Exercise aim
Of all the lines below, return only those starting with the line holding "use scopewave::channel::InstrumentChannel;" and going on through the line holding "not enabled, rebuild", exactly as written.

(Saved data entries)
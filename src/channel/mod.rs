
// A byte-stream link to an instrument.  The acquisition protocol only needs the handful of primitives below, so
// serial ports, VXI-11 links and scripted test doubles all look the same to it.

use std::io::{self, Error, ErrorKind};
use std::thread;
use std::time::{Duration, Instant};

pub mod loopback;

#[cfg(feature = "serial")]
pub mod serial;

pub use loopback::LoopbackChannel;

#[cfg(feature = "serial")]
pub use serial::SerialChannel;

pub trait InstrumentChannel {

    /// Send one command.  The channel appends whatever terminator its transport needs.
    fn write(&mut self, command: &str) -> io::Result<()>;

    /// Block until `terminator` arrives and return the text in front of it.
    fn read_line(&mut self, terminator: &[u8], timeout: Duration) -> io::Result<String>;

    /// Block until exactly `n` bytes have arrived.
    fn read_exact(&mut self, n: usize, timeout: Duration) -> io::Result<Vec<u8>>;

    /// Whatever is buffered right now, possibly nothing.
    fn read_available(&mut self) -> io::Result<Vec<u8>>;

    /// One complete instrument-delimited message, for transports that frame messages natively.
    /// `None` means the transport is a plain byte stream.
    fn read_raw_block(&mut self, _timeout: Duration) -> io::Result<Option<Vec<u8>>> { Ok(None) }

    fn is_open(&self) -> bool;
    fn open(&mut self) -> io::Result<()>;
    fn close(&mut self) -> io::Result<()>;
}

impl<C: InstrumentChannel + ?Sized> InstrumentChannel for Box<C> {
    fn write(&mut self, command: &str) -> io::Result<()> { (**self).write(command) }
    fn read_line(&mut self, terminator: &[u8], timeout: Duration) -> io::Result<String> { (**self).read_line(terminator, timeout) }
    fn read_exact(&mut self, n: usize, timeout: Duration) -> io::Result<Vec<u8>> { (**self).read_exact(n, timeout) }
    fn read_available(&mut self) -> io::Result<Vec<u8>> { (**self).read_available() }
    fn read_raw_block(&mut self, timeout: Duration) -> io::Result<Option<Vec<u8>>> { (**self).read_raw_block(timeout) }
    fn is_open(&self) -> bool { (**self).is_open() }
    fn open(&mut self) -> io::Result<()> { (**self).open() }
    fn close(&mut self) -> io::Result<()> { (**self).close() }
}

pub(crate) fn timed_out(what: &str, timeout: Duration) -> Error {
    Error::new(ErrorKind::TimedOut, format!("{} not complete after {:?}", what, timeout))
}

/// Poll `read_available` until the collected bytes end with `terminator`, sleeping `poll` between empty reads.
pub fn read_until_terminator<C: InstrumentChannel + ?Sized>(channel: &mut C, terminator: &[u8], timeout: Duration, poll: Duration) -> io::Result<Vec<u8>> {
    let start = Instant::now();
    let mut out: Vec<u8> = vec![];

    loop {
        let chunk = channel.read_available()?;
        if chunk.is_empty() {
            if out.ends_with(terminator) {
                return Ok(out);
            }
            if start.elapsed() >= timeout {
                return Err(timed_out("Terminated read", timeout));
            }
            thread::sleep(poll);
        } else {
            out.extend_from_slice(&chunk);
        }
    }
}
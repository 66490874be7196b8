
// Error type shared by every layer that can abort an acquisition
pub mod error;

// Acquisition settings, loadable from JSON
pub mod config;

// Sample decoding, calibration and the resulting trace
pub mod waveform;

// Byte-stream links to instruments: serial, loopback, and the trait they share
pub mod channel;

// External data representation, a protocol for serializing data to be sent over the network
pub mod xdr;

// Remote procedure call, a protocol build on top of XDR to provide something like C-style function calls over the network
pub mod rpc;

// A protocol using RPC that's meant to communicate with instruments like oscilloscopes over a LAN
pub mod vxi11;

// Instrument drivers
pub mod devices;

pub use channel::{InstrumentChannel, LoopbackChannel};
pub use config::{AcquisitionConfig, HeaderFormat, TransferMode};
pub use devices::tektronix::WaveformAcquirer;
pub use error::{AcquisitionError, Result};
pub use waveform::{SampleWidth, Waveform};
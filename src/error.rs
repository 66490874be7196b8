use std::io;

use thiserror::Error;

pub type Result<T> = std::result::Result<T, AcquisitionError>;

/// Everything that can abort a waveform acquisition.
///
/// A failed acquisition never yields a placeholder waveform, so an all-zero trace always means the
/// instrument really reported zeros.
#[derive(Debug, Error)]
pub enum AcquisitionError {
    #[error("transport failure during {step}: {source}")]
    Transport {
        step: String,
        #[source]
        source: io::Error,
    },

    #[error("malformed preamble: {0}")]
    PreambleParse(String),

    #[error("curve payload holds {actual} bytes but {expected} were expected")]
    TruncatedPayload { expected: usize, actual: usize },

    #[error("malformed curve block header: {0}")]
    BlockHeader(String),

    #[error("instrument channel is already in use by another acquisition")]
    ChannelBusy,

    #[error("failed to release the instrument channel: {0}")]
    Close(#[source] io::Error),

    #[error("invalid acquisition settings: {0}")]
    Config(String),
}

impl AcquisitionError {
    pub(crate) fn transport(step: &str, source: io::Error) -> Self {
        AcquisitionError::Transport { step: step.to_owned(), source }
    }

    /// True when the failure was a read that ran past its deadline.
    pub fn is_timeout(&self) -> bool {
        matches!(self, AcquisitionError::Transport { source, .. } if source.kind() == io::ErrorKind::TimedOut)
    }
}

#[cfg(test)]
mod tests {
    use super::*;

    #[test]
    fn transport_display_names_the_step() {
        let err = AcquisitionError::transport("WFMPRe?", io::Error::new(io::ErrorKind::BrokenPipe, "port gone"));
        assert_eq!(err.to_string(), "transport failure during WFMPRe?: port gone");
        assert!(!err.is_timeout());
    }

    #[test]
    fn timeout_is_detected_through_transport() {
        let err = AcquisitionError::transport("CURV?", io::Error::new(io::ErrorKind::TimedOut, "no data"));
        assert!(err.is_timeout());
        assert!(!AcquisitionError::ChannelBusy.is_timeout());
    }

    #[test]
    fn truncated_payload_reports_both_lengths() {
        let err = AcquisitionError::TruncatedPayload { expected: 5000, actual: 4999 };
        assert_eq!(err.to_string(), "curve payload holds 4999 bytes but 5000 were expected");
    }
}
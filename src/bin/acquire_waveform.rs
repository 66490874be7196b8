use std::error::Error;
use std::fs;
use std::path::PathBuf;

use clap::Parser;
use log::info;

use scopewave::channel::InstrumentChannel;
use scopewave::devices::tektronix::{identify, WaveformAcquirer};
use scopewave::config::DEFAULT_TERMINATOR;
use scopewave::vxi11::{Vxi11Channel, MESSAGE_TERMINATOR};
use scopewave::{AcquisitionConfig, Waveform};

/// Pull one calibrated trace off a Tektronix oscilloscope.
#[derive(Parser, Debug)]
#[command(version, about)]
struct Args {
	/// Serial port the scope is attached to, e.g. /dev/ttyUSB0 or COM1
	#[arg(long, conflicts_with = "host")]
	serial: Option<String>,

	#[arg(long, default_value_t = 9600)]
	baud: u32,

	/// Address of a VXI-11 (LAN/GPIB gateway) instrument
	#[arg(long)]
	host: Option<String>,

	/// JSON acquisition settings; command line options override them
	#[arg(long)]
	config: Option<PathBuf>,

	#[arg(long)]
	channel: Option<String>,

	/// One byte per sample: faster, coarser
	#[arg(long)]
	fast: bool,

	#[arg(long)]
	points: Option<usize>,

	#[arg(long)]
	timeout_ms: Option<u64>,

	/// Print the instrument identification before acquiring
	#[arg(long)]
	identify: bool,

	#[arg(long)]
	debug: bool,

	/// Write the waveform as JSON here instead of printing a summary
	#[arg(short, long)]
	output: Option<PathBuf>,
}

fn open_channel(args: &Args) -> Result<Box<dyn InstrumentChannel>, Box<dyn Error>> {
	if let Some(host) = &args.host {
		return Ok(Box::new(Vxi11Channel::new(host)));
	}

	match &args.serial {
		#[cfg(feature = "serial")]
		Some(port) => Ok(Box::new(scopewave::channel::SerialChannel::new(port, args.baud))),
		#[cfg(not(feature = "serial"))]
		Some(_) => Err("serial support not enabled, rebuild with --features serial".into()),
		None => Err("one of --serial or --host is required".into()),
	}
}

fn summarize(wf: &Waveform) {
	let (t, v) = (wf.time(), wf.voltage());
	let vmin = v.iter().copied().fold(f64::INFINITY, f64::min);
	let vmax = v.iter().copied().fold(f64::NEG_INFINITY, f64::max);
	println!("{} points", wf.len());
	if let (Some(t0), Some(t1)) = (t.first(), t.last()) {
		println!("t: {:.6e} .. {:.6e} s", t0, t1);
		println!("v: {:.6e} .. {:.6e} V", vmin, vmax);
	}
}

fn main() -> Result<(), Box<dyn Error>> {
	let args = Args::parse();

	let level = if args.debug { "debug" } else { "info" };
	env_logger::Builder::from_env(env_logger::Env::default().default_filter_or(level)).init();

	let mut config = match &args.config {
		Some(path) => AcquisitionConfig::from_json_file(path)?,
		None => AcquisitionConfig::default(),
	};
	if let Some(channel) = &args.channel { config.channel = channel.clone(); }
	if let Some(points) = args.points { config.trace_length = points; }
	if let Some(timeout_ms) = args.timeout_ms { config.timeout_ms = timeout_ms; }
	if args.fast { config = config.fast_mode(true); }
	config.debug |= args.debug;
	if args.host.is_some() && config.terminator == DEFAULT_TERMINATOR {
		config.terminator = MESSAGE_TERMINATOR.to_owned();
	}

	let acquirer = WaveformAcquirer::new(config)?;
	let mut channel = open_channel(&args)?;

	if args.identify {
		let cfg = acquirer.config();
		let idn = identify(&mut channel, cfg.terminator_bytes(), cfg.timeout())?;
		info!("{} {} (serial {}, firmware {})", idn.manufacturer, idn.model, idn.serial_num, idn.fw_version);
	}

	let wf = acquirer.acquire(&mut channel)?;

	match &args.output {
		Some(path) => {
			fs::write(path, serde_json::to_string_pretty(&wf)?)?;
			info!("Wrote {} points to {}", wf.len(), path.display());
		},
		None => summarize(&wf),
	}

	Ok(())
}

Task response
use scopewave::channel::InstrumentChannel;
use scopewave::devices::tektronix::{identify, WaveformAcquirer};
use scopewave::config::DEFAULT_TERMINATOR;
use scopewave::vxi11::{Vxi11Channel, MESSAGE_TERMINATOR};
use scopewave::{AcquisitionConfig, Waveform};

/// Pull one calibrated trace off a Tektronix oscilloscope.
#[derive(Parser, Debug)]
#[command(version, about)]
struct Args {
	/// Serial port the scope is attached to, e.g. /dev/ttyUSB0 or COM1
	#[arg(long, conflicts_with = "host")]
	serial: Option<String>,

	#[arg(long, default_value_t = 9600)]
	baud: u32,

	/// Address of a VXI-11 (LAN/GPIB gateway) instrument
	#[arg(long)]
	host: Option<String>,

	/// JSON acquisition settings; command line options override them
	#[arg(long)]
	config: Option<PathBuf>,

	#[arg(long)]
	channel: Option<String>,

	/// One byte per sample: faster, coarser
	#[arg(long)]
	fast: bool,

	#[arg(long)]
	points: Option<usize>,

	#[arg(long)]
	timeout_ms: Option<u64>,

	/// Print the instrument identification before acquiring
	#[arg(long)]
	identify: bool,

	#[arg(long)]
	debug: bool,

	/// Write the waveform as JSON here instead of printing a summary
	#[arg(short, long)]
	output: Option<PathBuf>,
}

fn open_channel(args: &Args) -> Result<Box<dyn InstrumentChannel>, Box<dyn Error>> {
	if let Some(host) = &args.host {
		return Ok(Box::new(Vxi11Channel::new(host)));
	}

	match &args.serial {
		#[cfg(feature = "serial")]
		Some(port) => Ok(Box::new(scopewave::channel::SerialChannel::new(port, args.baud))),
		#[cfg(not(feature = "serial"))]
		Some(_) => Err("serial support not enabled, rebuild with --features serial".into()),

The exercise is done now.